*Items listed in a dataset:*
impl Part {
    /// A part with room for `max_polys` simultaneous notes.
    pub fn new(index: usize, rhythm: bool, patch: Patch, max_polys: usize) -> Self {
        let mut part = Self {
            index,
            rhythm,
            program: 0,
            patch,
            controls: PartControls::default(),
            master_volume: 100,
            master_tune: 64,
            levels: AmpLevels::default(),
            pitch: PitchControls::default(),
            polys: vec![Poly::default(); max_polys],
            serial: 0,
        };
        part.controls.bender_range = patch.bender_range;
        part.update_levels();
        part.update_pitch();
        part
    }

    fn update_levels(&mut self) {
        self.levels = AmpLevels {
            master_volume: self.master_volume,
            volume: self.controls.volume,
            patch_level: self.patch.level,
            expression: self.controls.expression,
            rhythm_level: None,
        };
    }

    fn update_pitch(&mut self) {
        self.pitch = PitchControls {
            bend: bend_to_pitch(self.controls.bend, self.controls.bender_range),
            master_tune: master_tune_to_pitch(self.master_tune),
            modulation: self.controls.modulation,
        };
    }

    fn recalc_sustain(&mut self, ctx: &mut PartContext<'_>) {
        self.update_levels();
        let math = ctx.tables.math();
        for id in self.polys.iter().filter(|p| p.is_active()).flat_map(Poly::partial_ids) {
            if let Some(partial) = ctx.manager.get_mut(id) {
                partial.recalc_sustain(math, &self.levels);
            }
        }
    }

    /// Select a program. The rhythm part ignores this.
    pub fn program_change(&mut self, bank: &SoundBank, program: u8) {
        if self.rhythm {
            return;
        }
        self.program = program & 0x7F;
        self.set_patch(*bank.patch(self.program));
    }

    /// Replace the current patch (sounding notes keep their timbre).
    pub fn set_patch(&mut self, patch: Patch) {
        self.patch = patch;
        self.controls.bender_range = patch.bender_range;
        self.update_levels();
        self.update_pitch();
    }

    fn plan(&self, ctx: &PartContext<'_>, midi_key: u8) -> Option<NotePlan> {
        if self.rhythm {
            let setting = ctx.bank.rhythm_key(midi_key)?;
            let slot = ctx.bank.rhythm_slot(midi_key, ctx.tables)?;
            Some(NotePlan {
                slot,
                key: midi_key,
                fine_tune: 50,
                reverb: setting.reverb,
                pan_offset: setting.pan.min(14) as i8 - PAN_CENTER as i8,
                rhythm_level: Some(setting.level),
                single_assign: true,
            })
        } else {
            Some(NotePlan {
                slot: ctx.bank.patch_slot(&self.patch, ctx.tables),
                key: fold_key(i32::from(midi_key) + self.patch.key_shift_semitones()),
                fine_tune: self.patch.fine_tune,
                reverb: self.patch.reverb,
                pan_offset: 0,
                rhythm_level: None,
                single_assign: self.patch.is_single_assign(),
            })
        }
    }

    /// Start a note.
    pub fn note_on(&mut self, ctx: &mut PartContext<'_>, midi_key: u8, velocity: u8) -> NoteOutcome {
        let Some(plan) = self.plan(ctx, midi_key) else {
            return NoteOutcome::Dropped;
        };
        let (tables, bank) = (ctx.tables, ctx.bank);
        let timbre = bank.timbre(plan.slot, tables);
        let needed = timbre.enabled_count();
        if needed == 0 {
            return NoteOutcome::Dropped;
        }
        if needed > ctx.manager.capacity() {
            #[cfg(feature = "tracing")]
            tracing::debug!(
                "part {}: key {midi_key} needs {needed} partials, pool holds {}",
                self.index,
                ctx.manager.capacity()
            );
            return NoteOutcome::Dropped;
        }
        let math = tables.math();
        if plan.single_assign {
            for poly in self.polys.iter_mut().filter(|p| p.is_active() && p.midi_key == midi_key) {
                for id in poly.partial_ids() {
                    ctx.manager.abort(id, math);
                }
                poly.state = PolyState::Releasing;
            }
        }
        if ctx.manager.free_count() < needed {
            ctx.manager.reclaim(needed, math);
            return NoteOutcome::Deferred;
        }
        let Some(poly_index) = self.polys.iter().position(|p| !p.is_active()) else {
            return NoteOutcome::Dropped;
        };

        self.serial += 1;
        let mut poly = Poly {
            midi_key,
            key: plan.key,
            velocity,
            state: PolyState::Playing,
            partials: [None; 4],
            age: self.serial,
        };
        for pair in 0..2 {
            let structure = Structure::from_code(if pair == 0 {
                timbre.structure12
            } else {
                timbre.structure34
            });
            let both = timbre.partial_enabled(pair * 2) && timbre.partial_enabled(pair * 2 + 1);
            let mut ids = [None; 2];
            for member in 0..2 {
                let slot = pair * 2 + member;
                if !timbre.partial_enabled(slot) {
                    continue;
                }
                let owner = PartialOwner {
                    part: self.index,
                    poly: poly_index,
                    slot,
                };
                let Some(id) = ctx.manager.allocate(owner) else {
                    continue;
                };
                let param = timbre.partials[slot];
                let pcm = structure.is_pcm(member == 1).then(|| {
                    tables
                        .pcm_wave(param.pcm_index())
                        .copied()
                        .unwrap_or(MISSING_WAVE)
                });
                let stereo = if both && structure.mix() == PairMix::Stereo {
                    if member == 0 { STEREO_MASTER_PAN } else { STEREO_SLAVE_PAN }
                } else {
                    0
                };
                let start = PartialStart {
                    param,
                    pcm,
                    key: plan.key,
                    velocity,
                    fine_tune: plan.fine_tune,
                    pan_offset: plan.pan_offset + stereo,
                    reverb: plan.reverb,
                    ring_slave: member == 1 && both && structure.is_ring(),
                    no_sustain: timbre.no_sustain,
                    rhythm_level: plan.rhythm_level,
                };
                if let Some(partial) = ctx.manager.get_mut(id) {
                    partial.start(math, &start, &self.levels);
                }
                ids[member] = Some(id);
                poly.partials[slot] = Some(id);
            }
            if let [Some(master), Some(slave)] = ids {
                ctx.manager.link_pair(master, slave, structure.mix());
            }
        }
        self.polys[poly_index] = poly;
        NoteOutcome::Played
    }

    fn release_poly(poly: &mut Poly, ctx: &mut PartContext<'_>) {
        let math = ctx.tables.math();
        for id in poly.partial_ids() {
            if let Some(partial) = ctx.manager.get_mut(id) {
                partial.start_decay(math);
            }
        }
        poly.state = PolyState::Releasing;
    }

    /// Release a key, or mark it held while the pedal is down.
    pub fn note_off(&mut self, ctx: &mut PartContext<'_>, midi_key: u8) {
        let hold = self.controls.hold;
        for poly in self
            .polys
            .iter_mut()
            .filter(|p| p.state == PolyState::Playing && p.midi_key == midi_key)
        {
            if hold {
                poly.state = PolyState::Held;
            } else {
                Self::release_poly(poly, ctx);
            }
        }
    }

    fn set_hold(&mut self, ctx: &mut PartContext<'_>, hold: bool) {
        self.controls.hold = hold;
        if !hold {
            for poly in self.polys.iter_mut().filter(|p| p.state == PolyState::Held) {
                Self::release_poly(poly, ctx);
            }
        }
    }

    /// Release every key (the hold pedal still applies).
    pub fn all_notes_off(&mut self, ctx: &mut PartContext<'_>) {
        let hold = self.controls.hold;
        for poly in self.polys.iter_mut().filter(|p| p.state == PolyState::Playing) {
            if hold {
                poly.state = PolyState::Held;
            } else {
                Self::release_poly(poly, ctx);
            }
        }
    }

    /// Fade out everything at once.
    pub fn all_sound_off(&mut self, ctx: &mut PartContext<'_>) {
        let math = ctx.tables.math();
        for poly in self.polys.iter_mut().filter(|p| p.is_active()) {
            for id in poly.partial_ids() {
                ctx.manager.abort(id, math);
            }
            poly.state = PolyState::Releasing;
        }
    }

    fn reset_controllers(&mut self, ctx: &mut PartContext<'_>) {
        self.controls.modulation = 0;
        self.controls.bend = BEND_CENTER;
        self.controls.expression = 100;
        self.controls.rpn = (RPN_NULL, RPN_NULL);
        self.set_hold(ctx, false);
        self.update_pitch();
        self.recalc_sustain(ctx);
    }

    /// Handle a control change.
    pub fn control_change(&mut self, ctx: &mut PartContext<'_>, controller: u8, value: u8) {
        match controller {
            1 => {
                self.controls.modulation = value;
                self.update_pitch();
            }
            6 => {
                if self.controls.rpn == (0, 0) {
                    self.controls.bender_range = value.min(24);
                    self.update_pitch();
                }
            }
            7 => {
                self.controls.volume = cc_to_percent(value);
                self.recalc_sustain(ctx);
            }
            10 => self.controls.pan = ((u16::from(value.min(127)) * 14 + 63) / 127) as u8,
            11 => {
                self.controls.expression = cc_to_percent(value);
                self.recalc_sustain(ctx);
            }
            64 => self.set_hold(ctx, value >= 64),
            100 => self.controls.rpn.1 = value,
            101 => self.controls.rpn.0 = value,
            120 => self.all_sound_off(ctx),
            121 => self.reset_controllers(ctx),
            123..=127 => self.all_notes_off(ctx),
            _ => {}
        }
    }

    /// Set the pitch bend.
    pub fn pitch_bend(&mut self, value: u16) {
        self.controls.bend = value.min(0x3FFF);
        self.update_pitch();
    }

    /// Follow a master volume change.
    pub fn set_master_volume(&mut self, ctx: &mut PartContext<'_>, volume: u8) {
        self.master_volume = volume.min(100);
        self.recalc_sustain(ctx);
    }

    /// Follow a master tune change.
    pub fn set_master_tune(&mut self, tune: u8) {
        self.master_tune = tune.min(127);
        self.update_pitch();
    }

    /// A member partial was returned to the pool.
    pub fn partial_freed(&mut self, owner: PartialOwner) {
        if let Some(poly) = self.polys.get_mut(owner.poly) {
            poly.partial_freed(owner.slot);
        }
    }

    /// Forget every note and controller (the partials must be freed by the
    /// caller).
    pub fn reset(&mut self, patch: Patch) {
        self.polys.fill(Poly::default());
        self.controls = PartControls::default();
        self.program = 0;
        self.serial = 0;
        self.set_patch(patch);
    }

    /// Part index.
    #[inline]
    pub fn index(&self) -> usize {
        self.index
    }

    /// Whether this is the rhythm part.
    #[inline]
    pub fn is_rhythm(&self) -> bool {
        self.rhythm
    }

    /// Current program.
    #[inline]
    pub fn program(&self) -> u8 {
        self.program
    }

    /// Current patch.
    #[inline]
    pub fn patch(&self) -> &Patch {
        &self.patch
    }

    /// Controller values.
    #[inline]
    pub fn controls(&self) -> &PartControls {
        &self.controls
    }

    /// Levels fed to the TVAs of this part.
    #[inline]
    pub fn levels(&self) -> &AmpLevels {
        &self.levels
    }

    /// Pitch controls fed to the TVPs of this part.
    #[inline]
    pub fn pitch_controls(&self) -> &PitchControls {
        &self.pitch
    }

    /// Pan step of the part.
    #[inline]
    pub fn pan(&self) -> u8 {
        self.controls.pan
    }

    /// Idle or active.
    pub fn state(&self) -> PartState {
        if self.polys.iter().any(Poly::is_active) {
            PartState::Active
        } else {
            PartState::Idle
        }
    }

    /// Keys currently held down (or held by the pedal), oldest first.
    pub fn playing_keys(&self) -> Vec<u8> {
        let mut polys: Vec<&Poly> = self.polys.iter().filter(|p| p.is_sounding_key()).collect();
        polys.sort_by_key(|p| p.age);
        polys.into_iter().map(|p| p.midi_key).collect()
    }

    /// All note slots.
    pub fn polys(&self) -> &[Poly] {
        &self.polys
    }
}
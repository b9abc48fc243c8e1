//! Delay-line stages of the reverb network.
//!
//! All stages run on integers and store 16-bit samples, clipping on write.
//! Coefficient multiplies go through [`serial_mul`] so rounding follows the
//! hardware multiplier.

use lasynth_core::{RingBuffer, clip_i16, serial_mul};

/// Schroeder allpass with a fixed coefficient of one half.
#[derive(Debug, Clone)]
pub struct AllpassStage {
    ring: RingBuffer,
}

impl AllpassStage {
    /// Create a stage able to hold `capacity` samples.
    pub fn new(capacity: usize) -> Self {
        Self {
            ring: RingBuffer::new(capacity),
        }
    }

    /// Set the active delay length.
    pub fn set_len(&mut self, len: usize) {
        self.ring.set_len(len);
    }

    /// Process one sample.
    #[inline]
    pub fn process(&mut self, input: i32) -> i32 {
        let delayed = i32::from(self.ring.advance());
        // Store input minus half the feedback.
        let stored = clip_i16(input - (delayed >> 1));
        self.ring.store(stored);
        // Output plus half the feedforward.
        delayed + (i32::from(stored) >> 1)
    }

    /// Clear the delay memory.
    pub fn clear(&mut self) {
        self.ring.clear();
    }

    /// Largest stored magnitude.
    pub fn peak(&self) -> u16 {
        self.ring.peak()
    }
}

/// Comb filter with a one-pole low-pass in its feedback path.
///
/// The same storage serves three roles depending on the mode: a feedback
/// comb, the entrance delay with low-pass, and the tapped echo line.
#[derive(Debug, Clone)]
pub struct CombStage {
    ring: RingBuffer,
    filter_factor: u8,
    feedback_factor: u8,
}

impl CombStage {
    /// Create a stage able to hold `capacity` samples.
    pub fn new(capacity: usize) -> Self {
        Self {
            ring: RingBuffer::new(capacity),
            filter_factor: 0,
            feedback_factor: 0,
        }
    }

    /// Set the active delay length.
    pub fn set_len(&mut self, len: usize) {
        self.ring.set_len(len);
    }

    /// Set the low-pass coefficient.
    pub fn set_filter_factor(&mut self, factor: u8) {
        self.filter_factor = factor;
    }

    /// Set the feedback coefficient.
    pub fn set_feedback_factor(&mut self, factor: u8) {
        self.feedback_factor = factor;
    }

    /// Read the sample `delay` slots behind the write head.
    #[inline]
    pub fn output_at(&self, delay: usize) -> i32 {
        i32::from(self.ring.tap(delay))
    }

    /// Feedback comb step.
    #[inline]
    pub fn process(&mut self, input: i32) {
        let last = i32::from(self.ring.current());
        let oldest = i32::from(self.ring.advance());
        let filter_in = input + serial_mul(oldest, self.feedback_factor, 0xF0);
        self.ring
            .store(clip_i16(serial_mul(last, self.filter_factor, 0xC0) - filter_in));
    }

    /// Entrance delay step: low-pass the input, then scale by `amp`.
    #[inline]
    pub fn process_lowpass(&mut self, input: i32, amp: u8) {
        let last = i32::from(self.ring.current());
        self.ring.advance();
        let lpf_out = serial_mul(last, self.filter_factor, 0xFF) + input;
        self.ring.store(clip_i16(serial_mul(lpf_out, amp, 0xFF)));
    }

    /// Tapped echo step; the feedback is taken from the `feedback_tap` position.
    #[inline]
    pub fn process_tap(&mut self, input: i32, feedback_tap: usize) {
        let last = i32::from(self.ring.current());
        self.ring.advance();
        let lpf_out = serial_mul(last, self.filter_factor, 0xF0) + input;
        let feedback = i32::from(self.ring.tap(feedback_tap));
        self.ring
            .store(clip_i16(serial_mul(feedback, self.feedback_factor, 0xF0) - lpf_out));
    }

    /// Clear the delay memory.
    pub fn clear(&mut self) {
        self.ring.clear();
    }

    /// Largest stored magnitude.
    pub fn peak(&self) -> u16 {
        self.ring.peak()
    }
}

#[cfg(test)]
mod tests {
    use super::*;

    #[test]
    fn test_allpass_impulse_delay() {
        let mut ap = AllpassStage::new(10);
        ap.set_len(4);
        let mut out = Vec::new();
        out.push(ap.process(1000));
        for _ in 0..8 {
            out.push(ap.process(0));
        }
        // Direct path is half the input; the delayed echo arrives after `len` steps.
        assert_eq!(out[0], 500);
        assert_eq!(out[1], 0);
        assert!(out[4] != 0, "echo missing: {:?}", out);
    }

    #[test]
    fn test_allpass_energy_decays() {
        let mut ap = AllpassStage::new(16);
        ap.process(20000);
        let mut last_peak = u16::MAX;
        for _ in 0..20 {
            for _ in 0..16 {
                ap.process(0);
            }
            let peak = ap.peak();
            assert!(peak <= last_peak);
            last_peak = peak;
        }
        assert!(last_peak < 20);
    }

    #[test]
    fn test_comb_feedback_inverts() {
        let mut comb = CombStage::new(8);
        comb.set_len(8);
        comb.process(1000);
        // The comb stores the negated input.
        assert_eq!(comb.output_at(0), -1000);
    }

    #[test]
    fn test_comb_tail_decays() {
        let mut comb = CombStage::new(64);
        comb.set_len(37);
        comb.set_filter_factor(0x60);
        comb.set_feedback_factor(0x98);
        comb.process(16000);
        for _ in 0..20_000 {
            comb.process(0);
        }
        assert!(comb.peak() < 16, "peak {}", comb.peak());
    }

    #[test]
    fn test_lowpass_scales_input() {
        let mut delay = CombStage::new(8);
        delay.process_lowpass(1024, 0x80);
        assert_eq!(delay.output_at(0), 512);
    }

    #[test]
    fn test_clear() {
        let mut comb = CombStage::new(8);
        comb.process(5000);
        comb.clear();
        assert_eq!(comb.peak(), 0);
    }
}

*ABOUT THIS TASK:* Exactly the lines above from the one with "tapped echo line." to the one with "pub fn set_filter_factor(&mut", both included, are to be quoted; leave the rest out.

*ANSWER SECTION:*
/// comb, the entrance delay with low-pass, and the tapped echo line.
#[derive(Debug, Clone)]
pub struct CombStage {
    ring: RingBuffer,
    filter_factor: u8,
    feedback_factor: u8,
}

impl CombStage {
    /// Create a stage able to hold `capacity` samples.
    pub fn new(capacity: usize) -> Self {
        Self {
            ring: RingBuffer::new(capacity),
            filter_factor: 0,
            feedback_factor: 0,
        }
    }

    /// Set the active delay length.
    pub fn set_len(&mut self, len: usize) {
        self.ring.set_len(len);
    }

    /// Set the low-pass coefficient.
    pub fn set_filter_factor(&mut self, factor: u8) {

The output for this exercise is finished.